Abstract:
This thesis presents the diverse applications of carbon nanostructures which are rich
in surface functional groups like –COOH, -CHO and –OH and are derived from glucose by
hydrothermal route. Unlike other carbon materials, they do not require any further chemical
treatment to functionalize the surface. The synthesis does not involve any toxic reagents and
therefore can be applied to various applications in biology too.
The chapter 1 introduces the carbon nanostructures, their properties and mechanistic
studies that have been performed by us and other workers in this field. Further the use of
functional carbon nanostructures as templates to prepare various inorganic hollow structures
has been described in this chapter.
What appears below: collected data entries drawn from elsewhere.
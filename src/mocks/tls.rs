// src/mocks/tls.rs
//
// TLS issue reporting capability, the issue notification channel, and the mock reporter.

use std::fmt;
use std::sync::{Arc, Condvar, Mutex, MutexGuard, PoisonError};
use std::time::Duration;

use crate::expect::{Controller, ExpectationBuilder, Method};

/// Unbuffered channel of "a TLS issue occurred" signals.
///
/// Clones share one channel and any number of them may wait to receive at
/// once. Each signal is taken by exactly one receiver. Closing wakes every
/// waiting receiver with `None` and makes sending panic. Closing twice panics.
#[derive(Clone)]
pub struct TlsIssueChannel {
    inner: Arc<ChannelInner>,
}

struct ChannelInner {
    state: Mutex<ChannelState>,
    changed: Condvar,
}

/// Signals are numbered in send order; `received` counts the ones taken.
#[derive(Default)]
struct ChannelState {
    sent: u64,
    received: u64,
    closed: bool,
}

impl ChannelState {
    fn has_pending(&self) -> bool {
        self.received < self.sent
    }

    fn take(&mut self) -> Option<()> {
        if self.closed || !self.has_pending() {
            return None;
        }
        self.received += 1;
        Some(())
    }
}

impl TlsIssueChannel {
    pub fn new() -> Self {
        Self {
            inner: Arc::new(ChannelInner {
                state: Mutex::new(ChannelState::default()),
                changed: Condvar::new(),
            }),
        }
    }

    /// Signal an issue. Blocks until a receiver takes it.
    ///
    /// # Panics
    /// If the channel is closed, or gets closed before the signal is taken.
    pub fn notify(&self) {
        let mut state = self.lock();
        if state.closed {
            drop(state);
            panic!("send on closed channel");
        }
        let ticket = state.sent;
        state.sent += 1;
        self.inner.changed.notify_all();

        let state = self
            .inner
            .changed
            .wait_while(state, |s| !s.closed && s.received <= ticket)
            .unwrap_or_else(PoisonError::into_inner);
        if state.received <= ticket {
            drop(state);
            panic!("send on closed channel");
        }
    }

    /// Wait for the next signal. `None` once the channel is closed.
    pub fn recv(&self) -> Option<()> {
        let state = self.lock();
        let mut state = self
            .inner
            .changed
            .wait_while(state, |s| !s.closed && !s.has_pending())
            .unwrap_or_else(PoisonError::into_inner);
        let taken = state.take();
        self.inner.changed.notify_all();
        taken
    }

    /// Wait at most `timeout` for the next signal.
    pub fn recv_timeout(&self, timeout: Duration) -> Option<()> {
        let state = self.lock();
        let (mut state, _) = self
            .inner
            .changed
            .wait_timeout_while(state, timeout, |s| !s.closed && !s.has_pending())
            .unwrap_or_else(PoisonError::into_inner);
        let taken = state.take();
        self.inner.changed.notify_all();
        taken
    }

    /// Take a signal only if a sender is already waiting.
    pub fn try_recv(&self) -> Option<()> {
        let taken = self.lock().take();
        self.inner.changed.notify_all();
        taken
    }

    /// Close the channel.
    ///
    /// # Panics
    /// If the channel is already closed.
    pub fn close(&self) {
        let mut state = self.lock();
        if state.closed {
            drop(state);
            panic!("close of closed channel");
        }
        state.closed = true;
        self.inner.changed.notify_all();
    }

    pub fn is_closed(&self) -> bool {
        self.lock().closed
    }

    /// True if both handles refer to the same channel.
    pub fn same_channel(&self, other: &TlsIssueChannel) -> bool {
        Arc::ptr_eq(&self.inner, &other.inner)
    }

    fn lock(&self) -> MutexGuard<'_, ChannelState> {
        self.inner.state.lock().unwrap_or_else(PoisonError::into_inner)
    }
}

impl Default for TlsIssueChannel {
    fn default() -> Self {
        Self::new()
    }
}

impl fmt::Debug for TlsIssueChannel {
    fn fmt(&self, f: &mut fmt::Formatter<'_>) -> fmt::Result {
        f.debug_struct("TlsIssueChannel")
            .field("closed", &self.is_closed())
            .finish()
    }
}

/// Source of TLS issue notifications, consumed by the TLS monitoring logic.
pub trait TlsReporter: Send + Sync {
    fn get_tls_issue_ch(&self) -> TlsIssueChannel;
}

const MOCK: &str = "MockTlsReporter";

#[derive(Clone)]
pub struct MockTlsReporter {
    get_tls_issue_ch: Arc<Method<(), TlsIssueChannel>>,
}

impl MockTlsReporter {
    pub fn new(controller: &Arc<Controller>) -> Self {
        Self {
            get_tls_issue_ch: Method::new(controller, MOCK, "get_tls_issue_ch", TlsIssueChannel::new),
        }
    }

    pub fn expect_get_tls_issue_ch(&self) -> ExpectationBuilder<'_, (), TlsIssueChannel> {
        self.get_tls_issue_ch.expect()
    }
}

impl TlsReporter for MockTlsReporter {
    fn get_tls_issue_ch(&self) -> TlsIssueChannel {
        self.get_tls_issue_ch.call(())
    }
}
Chapter 2 deals in detail the synthesis of functionalized
carbon nanotubes from glucose and their templating action in obtaining GaN nanotube
brushes. Coating of inorganic nanostructures like Fe3O4 and silica with functional carbon
nanostructure has also been discussed. Chapter 3 describes the synthesis of single crystalline
α-Fe2O3 nanocups using spherical carbon nanostructures as template. The cup-like
morphology was obtained from spherical structure through buckling process and their
magnetic properties showed shape dependent behaviour. Chapter 4 investigates the use of
carbon spheres to make macro-mesoporous bioactive glass and its influence in the growth of
hydroxyapatite nanocrystals. The enrichment of calcium and phosphate ions on the surfaces
of carbon spheres by their functional groups and the generation of local heat during their
calcinations help to promote the formation of hydroxyapatite nanocrystals in the assynthesized
bioactive glass. The results could have implications in bone implant materials.
The interaction of carbon spheres with the cells, their mechanism of entry, preference to the
nucleus of the mammalian cell and cytotoxicity in the context of delivering a therapeutic
molecule are the contents of chapter 5. Chapter 6 is a slight deviation from the main stream
work on materials although the common theme carbon is still the focus. In this chapter,
V
attempts were made to convert naturally available, inorganic carbon source namely
carbonates into methane in the presence of transition metals and metal oxides as catalysts.